WORK TASK: What is the number of lines in the listing below that contain the string "collections"? Give that number only.

THE RECORDS:

● ● ● ●

/// A constructor without an explicit `this(...)` or `super(...)` calls the superclass's no-arg
/// constructor, which must exist and whose checked exceptions the constructor must declare.
pub(crate) fn implicit_super_call(ctx: &FileContext<'_>, id: MethodDeclId) -> Option<Diagnostic> {
    let env = ctx.env;
    let file = ctx.file;
    let method = &file.methods[id];
    if !method.is_constructor() || method.body.is_none() || leading_constructor_call(ctx, id).is_some() {
        return None;
    }
    match implicit_super_constructor(ctx, method.owner) {
        SuperConstructor::Missing(sup) => Some(
            Diagnostic::builder(Severity::Error, codes::NO_DEFAULT_CONSTRUCTOR, method.name_range)
                .message(format!(
                    "There is no default constructor available in '{}'",
                    ctx.class_name(sup)
                ))
                .build(),
        ),
        SuperConstructor::Found(candidate) => {
            let declared: Vec<Type> = method
                .throws
                .iter()
                .map(|t| file.type_refs[*t].ty.clone())
                .collect();
            if declared.iter().any(Type::is_errorish) {
                return None;
            }
            let thrown: Vec<Type> = candidate
                .throws(env)
                .into_iter()
                .filter(|ty| !declared.iter().any(|d| is_subtype(env, ty, d)))
                .collect();
            exceptions::unhandled(ctx, &thrown, method.name_range, true)
        }
        SuperConstructor::Unknown => None,
    }
}

/// `this(...)` and `super(...)` only open a constructor body, and enums never call `super(...)`.
pub(crate) fn constructor_call_placement(ctx: &FileContext<'_>, expr: ExprId) -> Option<Diagnostic> {
    let file = ctx.file;
    let ExprKind::ConstructorCall { kind, .. } = file.exprs[expr].kind else {
        return None;
    };
    let range = file.exprs[expr].range;
    let n = ctx.path.len();
    let placed_first = n >= 3
        && match (ctx.path[n - 1], ctx.path[n - 2], ctx.path[n - 3]) {
            (NodeId::Stmt(stmt), NodeId::Stmt(block), NodeId::Method(method)) => {
                let method = &file.methods[method];
                let first = match &file.stmts[block].kind {
                    StmtKind::Block(stmts) => stmts.first() == Some(&stmt),
                    _ => false,
                };
                method.is_constructor() && method.body == Some(block) && first
            }
            _ => false,
        };
    if !placed_first {
        return Some(Diagnostic::error(
            codes::CONSTRUCTOR_CALL_NOT_FIRST,
            format!(
                "Call to '{}()' must be first statement in constructor body",
                kind.keyword()
            ),
            range,
        ));
    }
    let owner = ctx.enclosing_class()?;
    (kind == ConstructorCallKind::Super && file.classes[owner].kind == ClassKind::Enum).then(|| {
        Diagnostic::error(
            codes::ENUM_SUPER_CALL,
            "Call to super is not allowed in enum constructor",
            range,
        )
    })
}

//! Java-specific helpers for the type model.
//!
//! The formatters here are stable and intended for diagnostic messages.

pub mod format;
pub mod helpers;
pub mod overload;
//! The program model queried by the rules.
//!
//! Per-node facts (expression types, name resolutions, resolved type references) live on the
//! [`JavaFile`] itself; this module covers what a single file cannot answer: the shared type
//! environment, per-file language levels, which files declare a top-level class, and cooperative
//! cancellation.

use std::collections::{BTreeMap, HashMap};
use std::sync::atomic::{AtomicBool, Ordering};
use std::sync::Arc;

use nova_core::JavaLanguageLevel;
use nova_hir::JavaFile;
use nova_types::{TypeEnv, TypeStore};

pub trait ProgramModel {
    fn env(&self) -> &dyn TypeEnv;

    /// Language level of `file`; `None` falls back to the configured default.
    fn language_level(&self, file: &JavaFile) -> Option<JavaLanguageLevel>;

    /// Names of the files declaring the top-level class `qualified_name`, in registration order.
    fn declaring_files(&self, qualified_name: &str) -> Vec<String>;

    /// Polled while iterating large collections; a `true` aborts the pass.
    fn is_cancelled(&self) -> bool {
        false
    }
}

/// In-memory program: a type store plus the files registered with it.
pub struct Program<'s> {
    store: &'s TypeStore,
    default_level: Option<JavaLanguageLevel>,
    file_levels: HashMap<String, JavaLanguageLevel>,
    declarations: BTreeMap<String, Vec<String>>,
    cancel: Option<Arc<AtomicBool>>,
}

impl<'s> Program<'s> {
    pub fn new(store: &'s TypeStore) -> Self {
        Self {
            store,
            default_level: None,
            file_levels: HashMap::new(),
            declarations: BTreeMap::new(),
            cancel: None,
        }
    }

    pub fn with_language_level(mut self, level: JavaLanguageLevel) -> Self {
        self.default_level = Some(level);
        self
    }

    pub fn set_file_language_level(&mut self, file_name: impl Into<String>, level: JavaLanguageLevel) {
        self.file_levels.insert(file_name.into(), level);
    }

    /// Share a flag that aborts running passes when set.
    pub fn with_cancellation(mut self, flag: Arc<AtomicBool>) -> Self {
        self.cancel = Some(flag);
        self
    }

    /// Register the top-level classes of `file`.
    pub fn add_file(&mut self, file: &JavaFile) {
        for class in &file.types {
            let decl = &file.classes[*class];
            let qualified = match file.package_name() {
                "" => decl.name.clone(),
                package => format!("{package}.{}", decl.name),
            };
            let files = self.declarations.entry(qualified).or_default();
            if !files.contains(&file.file_name) {
                files.push(file.file_name.clone());
            }
        }
    }
}

impl ProgramModel for Program<'_> {
    fn env(&self) -> &dyn TypeEnv {
        self.store
    }

    fn language_level(&self, file: &JavaFile) -> Option<JavaLanguageLevel> {
        self.file_levels
            .get(&file.file_name)
            .copied()
            .or(self.default_level)
    }

    fn declaring_files(&self, qualified_name: &str) -> Vec<String> {
        self.declarations
            .get(qualified_name)
            .cloned()
            .unwrap_or_default()
    }

    fn is_cancelled(&self) -> bool {
        self.cancel
            .as_ref()
            .is_some_and(|flag| flag.load(Ordering::Relaxed))
    }
}

#[cfg(test)]
mod tests {
    use super::*;
    use nova_hir::FileBuilder;
    use pretty_assertions::assert_eq;

    #[test]
    fn files_are_indexed_by_qualified_name() {
        let mut store = TypeStore::with_minimal_jdk();
        let text = "package p; class A {} class B {}";
        let mut b = FileBuilder::new(&mut store, "p/A.java", text);
        b.package("package p");
        b.class("class A", |_| ());
        b.class("class B", |_| ());
        let file = b.finish();

        let mut program = Program::new(&store);
        program.add_file(&file);
        program.add_file(&file);
        assert_eq!(program.declaring_files("p.A"), vec!["p/A.java".to_string()]);
        assert_eq!(program.declaring_files("p.C"), Vec::<String>::new());
        assert_eq!(program.language_level(&file), None);

        program.set_file_language_level("p/A.java", JavaLanguageLevel::Jdk1_4);
        assert_eq!(program.language_level(&file), Some(JavaLanguageLevel::Jdk1_4));
    }

    #[test]
    fn cancellation_flag_is_shared() {
        let store = TypeStore::with_minimal_jdk();
        let flag = Arc::new(AtomicBool::new(false));
        let program = Program::new(&store).with_cancellation(Arc::clone(&flag));
        assert!(!program.is_cancelled());
        flag.store(true, Ordering::Relaxed);
        assert!(program.is_cancelled());
    }
}
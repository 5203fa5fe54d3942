use nova_hir::{ExprId, ExprKind, FileBuilder, ImportTarget, JavaFile, Resolution, Symbol};
use nova_types::{PrimitiveType, Type, TypeEnv, TypeStore};
use pretty_assertions::assert_eq;

fn resolution(file: &JavaFile, expr: ExprId) -> &Resolution {
    match &file.exprs[expr].kind {
        ExprKind::Name { resolution, .. } | ExprKind::FieldAccess { resolution, .. } => resolution,
        other => panic!("expected a name, got {other:?}"),
    }
}

#[test]
fn names_resolve_to_locals_and_fields() {
    let mut store = TypeStore::with_minimal_jdk();
    let text = "class A {\n  int x;\n  int f(int p) { return p + x; }\n}\n";
    let mut b = FileBuilder::new(&mut store, "A.java", text);
    let (mut p, mut x, mut sum) = (None, None, None);
    let mut method = None;
    let a = b.class("class A", |b| {
        b.field("int x", |_| ());
        method = Some(b.method("int f(int p)", |b| {
            b.return_(|b| {
                sum = Some(b.binary("p + x", |b| {
                    p = Some(b.name("p"));
                    x = Some(b.name("x"));
                }));
            });
        }));
    });
    let file = b.finish();

    let param = file.methods[method.unwrap()].params[0];
    assert_eq!(resolution(&file, p.unwrap()).symbol, Some(Symbol::Local(param)));
    let field = resolution(&file, x.unwrap());
    assert_eq!(
        field.symbol,
        Some(Symbol::Field {
            owner: file.classes[a].def,
            index: 0
        })
    );
    assert!(field.is_static_context_ok);
    assert_eq!(file.exprs[sum.unwrap()].ty, Type::Primitive(PrimitiveType::Int));
}

#[test]
fn instance_fields_are_flagged_in_static_context() {
    let mut store = TypeStore::with_minimal_jdk();
    let text = "class A {\n  int x;\n  static int f() { return x; }\n}\n";
    let mut b = FileBuilder::new(&mut store, "A.java", text);
    let mut x = None;
    b.class("class A", |b| {
        b.field("int x", |_| ());
        b.method("static int f()", |b| {
            b.return_(|b| x = Some(b.name("x")));
        });
    });
    let file = b.finish();

    let x = resolution(&file, x.unwrap());
    assert!(x.is_valid);
    assert!(!x.is_static_context_ok);
}

#[test]
fn private_fields_of_other_classes_are_inaccessible() {
    let mut store = TypeStore::with_minimal_jdk();
    let text = "class A { private int secret; }\nclass B { int f(A a) { return a.secret; } }\n";
    let mut b = FileBuilder::new(&mut store, "A.java", text);
    let mut access = None;
    b.class("class A", |b| {
        b.field("private int secret", |_| ());
    });
    b.class("class B", |b| {
        b.method("int f(A a)", |b| {
            b.return_(|b| {
                access = Some(b.field_access("a.secret", |b| b.name("a")));
            });
        });
    });
    let file = b.finish();

    let access = access.unwrap();
    let resolved = resolution(&file, access);
    assert!(resolved.is_valid);
    assert!(!resolved.is_accessible);
    assert_eq!(file.exprs[access].ty, Type::Primitive(PrimitiveType::Int));
}

#[test]
fn field_types_are_viewed_through_the_receiver() {
    let mut store = TypeStore::with_minimal_jdk();
    let text = "class Box<T> { T value; }\nclass A { String f(Box<String> box) { return box.value; } }\n";
    let mut b = FileBuilder::new(&mut store, "A.java", text);
    let mut access = None;
    b.class("class Box<T>", |b| {
        b.field("T value", |_| ());
    });
    b.class("class A", |b| {
        b.method("String f(Box<String> box)", |b| {
            b.return_(|b| {
                access = Some(b.field_access("box.value", |b| b.name("box")));
            });
        });
    });
    let file = b.finish();

    let string = store.well_known().string;
    assert_eq!(file.exprs[access.unwrap()].ty, Type::class(string, vec![]));
}

#[test]
fn case_labels_name_constants_of_the_selector_enum() {
    let mut store = TypeStore::with_minimal_jdk();
    let text = "enum E { ONE, TWO }\nclass A {\n  void f(E e) {\n    switch (e) {\n      case TWO: break;\n    }\n  }\n}\n";
    let mut b = FileBuilder::new(&mut store, "A.java", text);
    let mut label = None;
    let e = b.class("enum E", |b| {
        b.enum_constant("ONE", |_| ());
        b.enum_constant("TWO", |_| ());
    });
    b.class("class A", |b| {
        b.method("void f(E e)", |b| {
            b.switch(|b| {
                b.name("e");
                b.case(|b| label = Some(b.name("TWO")));
                b.break_(None);
            });
        });
    });
    let file = b.finish();

    assert_eq!(
        resolution(&file, label.unwrap()).symbol,
        Some(Symbol::Field {
            owner: file.classes[e].def,
            index: 1
        })
    );
}

#[test]
fn imports_resolve_to_classes_packages_and_static_members() {
    let mut store = TypeStore::with_minimal_jdk();
    let text = "import java.util.*;\nimport java.util.Missing;\nimport static java.lang.String.valueOf;\nclass A {}\n";
    let mut b = FileBuilder::new(&mut store, "A.java", text);
    let on_demand = b.import("import java.util.*");
    let missing = b.import("import java.util.Missing");
    let static_member = b.import("import static java.lang.String.valueOf");
    b.class("class A", |_| ());
    let file = b.finish();

    assert_eq!(
        file.import_decls[on_demand].resolved,
        Some(ImportTarget::Package("java.util".to_string()))
    );
    assert_eq!(file.import_decls[missing].resolved, None);
    let string = store.well_known().string;
    assert_eq!(
        file.import_decls[static_member].resolved,
        Some(ImportTarget::StaticMember {
            owner: string,
            name: "valueOf".to_string(),
            exists: true
        })
    );
}

#[test]
fn identifiers_with_combining_marks_resolve() {
    let mut store = TypeStore::with_minimal_jdk();
    let text = "class A { int f() { int e\u{301}x = 1; return e\u{301}x; } }";
    let mut b = FileBuilder::new(&mut store, "A.java", text);
    let (mut var, mut use_site) = (None, None);
    b.class("class A", |b| {
        b.method("int f()", |b| {
            var = Some(b.local("int e\u{301}x = 1", |b| b.lit("1")));
            b.return_(|b| use_site = Some(b.name("e\u{301}x")));
        });
    });
    let file = b.finish();

    let var = var.unwrap();
    assert_eq!(file.vars[var].name, "e\u{301}x");
    assert_eq!(
        resolution(&file, use_site.unwrap()).symbol,
        Some(Symbol::Local(var))
    );
}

● ● ● ●

EXERCISE SOLUTION: 2